--- START ---

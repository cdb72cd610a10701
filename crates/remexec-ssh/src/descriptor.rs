//! Connection descriptors
//!
//! Callers describe a host either with the typed [`Connection`] record or
//! with a string map using the keys `Type`, `Host`, `Port`, `User`,
//! `Password` and `Insecure`. Both normalize to a [`ConnectionDescriptor`].
//! Normalization never fails: unparsable map values fall back to zero
//! values and the dial step reports the problem.

use std::collections::{BTreeMap, HashMap};
use std::fmt;
use std::hash::BuildHasher;

use serde::{Deserialize, Serialize};
use tracing::warn;

/// Connection kind handled by this crate
pub const SSH_KIND: &str = "ssh";

/// Canonical description of how to reach a host
#[derive(Clone, Default, PartialEq, Eq)]
pub struct ConnectionDescriptor {
    /// Connection kind, expected to be `"ssh"`
    pub kind: String,
    pub host: String,
    pub port: u16,
    pub user: String,
    /// Password
    pub secret: String,
    /// Accept any host key instead of consulting known_hosts
    pub insecure: bool,
}

impl ConnectionDescriptor {
    /// `host:port`
    #[must_use]
    pub fn address(&self) -> String {
        format!("{}:{}", self.host, self.port)
    }

    /// Log a warning when the kind is not `"ssh"`
    ///
    /// The kind is a caller convention and is never rejected.
    pub(crate) fn check_kind(&self) {
        if self.kind != SSH_KIND {
            warn!(kind = %self.kind, "connection kind is not \"ssh\"");
        }
    }
}

impl fmt::Debug for ConnectionDescriptor {
    fn fmt(&self, f: &mut fmt::Formatter<'_>) -> fmt::Result {
        f.debug_struct("ConnectionDescriptor")
            .field("kind", &self.kind)
            .field("host", &self.host)
            .field("port", &self.port)
            .field("user", &self.user)
            .field("secret", &"<redacted>")
            .field("insecure", &self.insecure)
            .finish()
    }
}

/// Anything that can describe a connection
pub trait ConnectionSource {
    fn to_descriptor(&self) -> ConnectionDescriptor;
}

/// Typed connection record
#[derive(Clone, Default, PartialEq, Eq, Serialize, Deserialize)]
#[serde(rename_all = "PascalCase")]
pub struct Connection {
    /// Must be `"ssh"`
    #[serde(rename = "Type", default = "default_kind")]
    pub kind: String,
    pub host: String,
    #[serde(default = "default_port")]
    pub port: u16,
    pub user: String,
    #[serde(default, skip_serializing)]
    pub password: String,
    #[serde(default)]
    pub insecure: bool,
}

fn default_kind() -> String {
    SSH_KIND.to_string()
}

fn default_port() -> u16 {
    22
}

impl Connection {
    /// Create an SSH connection record on port 22
    pub fn new(
        host: impl Into<String>,
        user: impl Into<String>,
        password: impl Into<String>,
    ) -> Self {
        Self {
            kind: default_kind(),
            host: host.into(),
            port: default_port(),
            user: user.into(),
            password: password.into(),
            insecure: false,
        }
    }

    /// Set custom port
    #[must_use]
    pub fn with_port(mut self, port: u16) -> Self {
        self.port = port;
        self
    }

    /// Skip host key verification
    #[must_use]
    pub fn insecure(mut self, insecure: bool) -> Self {
        self.insecure = insecure;
        self
    }
}

impl fmt::Debug for Connection {
    fn fmt(&self, f: &mut fmt::Formatter<'_>) -> fmt::Result {
        f.debug_struct("Connection")
            .field("kind", &self.kind)
            .field("host", &self.host)
            .field("port", &self.port)
            .field("user", &self.user)
            .field("password", &"<redacted>")
            .field("insecure", &self.insecure)
            .finish()
    }
}

impl ConnectionSource for Connection {
    fn to_descriptor(&self) -> ConnectionDescriptor {
        ConnectionDescriptor {
            kind: self.kind.clone(),
            host: self.host.clone(),
            port: self.port,
            user: self.user.clone(),
            secret: self.password.clone(),
            insecure: self.insecure,
        }
    }
}

impl ConnectionSource for ConnectionDescriptor {
    fn to_descriptor(&self) -> ConnectionDescriptor {
        self.clone()
    }
}

impl<S: BuildHasher> ConnectionSource for HashMap<String, String, S> {
    fn to_descriptor(&self) -> ConnectionDescriptor {
        from_pairs(self.iter())
    }
}

impl ConnectionSource for BTreeMap<String, String> {
    fn to_descriptor(&self) -> ConnectionDescriptor {
        from_pairs(self.iter())
    }
}

fn from_pairs<'a>(pairs: impl Iterator<Item = (&'a String, &'a String)>) -> ConnectionDescriptor {
    let mut descriptor = ConnectionDescriptor::default();
    for (key, value) in pairs {
        match key.as_str() {
            "Type" => descriptor.kind.clone_from(value),
            "Host" => descriptor.host.clone_from(value),
            "Port" => descriptor.port = parse_port(value),
            "User" => descriptor.user.clone_from(value),
            "Password" => descriptor.secret.clone_from(value),
            "Insecure" => descriptor.insecure = parse_bool(value),
            _ => {}
        }
    }
    descriptor
}

/// Unsigned base-10 port, `0` when unparsable
fn parse_port(value: &str) -> u16 {
    if value.is_empty() || !value.bytes().all(|b| b.is_ascii_digit()) {
        return 0;
    }
    value.parse().unwrap_or(0)
}

/// Case-insensitive boolean, `false` when unparsable
fn parse_bool(value: &str) -> bool {
    matches!(value.to_ascii_lowercase().as_str(), "1" | "t" | "true")
}

#[cfg(test)]
mod tests {
    use super::*;

    fn map(pairs: &[(&str, &str)]) -> HashMap<String, String> {
        pairs
            .iter()
            .map(|(k, v)| ((*k).to_string(), (*v).to_string()))
            .collect()
    }

    #[test]
    fn test_struct_and_map_agree() {
        let typed = Connection::new("web-01", "deploy", "hunter2")
            .with_port(2222)
            .insecure(true);
        let loose = map(&[
            ("Type", "ssh"),
            ("Host", "web-01"),
            ("Port", "2222"),
            ("User", "deploy"),
            ("Password", "hunter2"),
            ("Insecure", "TRUE"),
        ]);

        assert_eq!(typed.to_descriptor(), loose.to_descriptor());

        let ordered: BTreeMap<String, String> = loose.clone().into_iter().collect();
        assert_eq!(ordered.to_descriptor(), loose.to_descriptor());
    }

    #[test]
    fn test_unparsable_values_fail_closed() {
        for bad_port in ["", "abc", "-1", "+22", " 22", "65536", "99999999999"] {
            let descriptor = map(&[("Port", bad_port)]).to_descriptor();
            assert_eq!(descriptor.port, 0, "port {bad_port:?}");
        }

        for bad_bool in ["yes", "on", "", "2", "truthy"] {
            let descriptor = map(&[("Insecure", bad_bool)]).to_descriptor();
            assert!(!descriptor.insecure, "insecure {bad_bool:?}");
        }
    }

    #[test]
    fn test_bool_spellings() {
        for truthy in ["1", "t", "T", "true", "True", "TRUE"] {
            assert!(map(&[("Insecure", truthy)]).to_descriptor().insecure);
        }
        for falsy in ["0", "f", "F", "false", "FALSE"] {
            assert!(!map(&[("Insecure", falsy)]).to_descriptor().insecure);
        }
    }

    #[test]
    fn test_port_bounds() {
        assert_eq!(map(&[("Port", "65535")]).to_descriptor().port, 65535);
        assert_eq!(map(&[("Port", "0022")]).to_descriptor().port, 22);
    }

    #[test]
    fn test_unknown_keys_ignored() {
        let descriptor = map(&[("Host", "db"), ("Color", "blue"), ("host", "ignored")]).to_descriptor();

        assert_eq!(descriptor.host, "db");
        assert_eq!(descriptor.kind, "");
        assert_eq!(descriptor.port, 0);
    }

    #[test]
    fn test_debug_redacts_secret() {
        let descriptor = Connection::new("h", "u", "s3cret").to_descriptor();

        let rendered = format!("{descriptor:?}");
        assert!(!rendered.contains("s3cret"));
        assert!(rendered.contains("<redacted>"));
    }

    #[test]
    fn test_deserialize_connection() {
        let connection: Connection = serde_json::from_str(
            r#"{"Host": "10.0.0.7", "User": "root", "Password": "pw", "Insecure": true}"#,
        )
        .unwrap();

        assert_eq!(connection.kind, "ssh");
        assert_eq!(connection.port, 22);
        assert_eq!(connection.to_descriptor().address(), "10.0.0.7:22");
        assert!(connection.insecure);
    }
}
//! remexec-script: Script templates for remote execution
//!
//! Defines the [`Script`] capability consumed by the SSH session, the
//! [`Arguments`] a script is rendered against, and [`ShellScript`], a
//! templated shell script fed to the remote shell through a here-document.

pub mod arguments;
pub mod error;
pub mod script;
pub mod template;

pub use arguments::Arguments;
pub use error::ScriptError;
pub use script::{SCRIPT_END_MARKER, Script, Shell, ShellScript};
pub use template::Template;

--- END ---

• Work request:
Only the lines from the start of the material through the line containing "use std::hash::BuildHasher;" should be repeated, and they should be repeated exactly.

• Finished task:
repository cdb72cd610a10701
filename crates/remexec-ssh/src/descriptor.rs
//! Connection descriptors
//!
//! Callers describe a host either with the typed [`Connection`] record or
//! with a string map using the keys `Type`, `Host`, `Port`, `User`,
//! `Password` and `Insecure`. Both normalize to a [`ConnectionDescriptor`].
//! Normalization never fails: unparsable map values fall back to zero
//! values and the dial step reports the problem.

use std::collections::{BTreeMap, HashMap};
use std::fmt;
use std::hash::BuildHasher;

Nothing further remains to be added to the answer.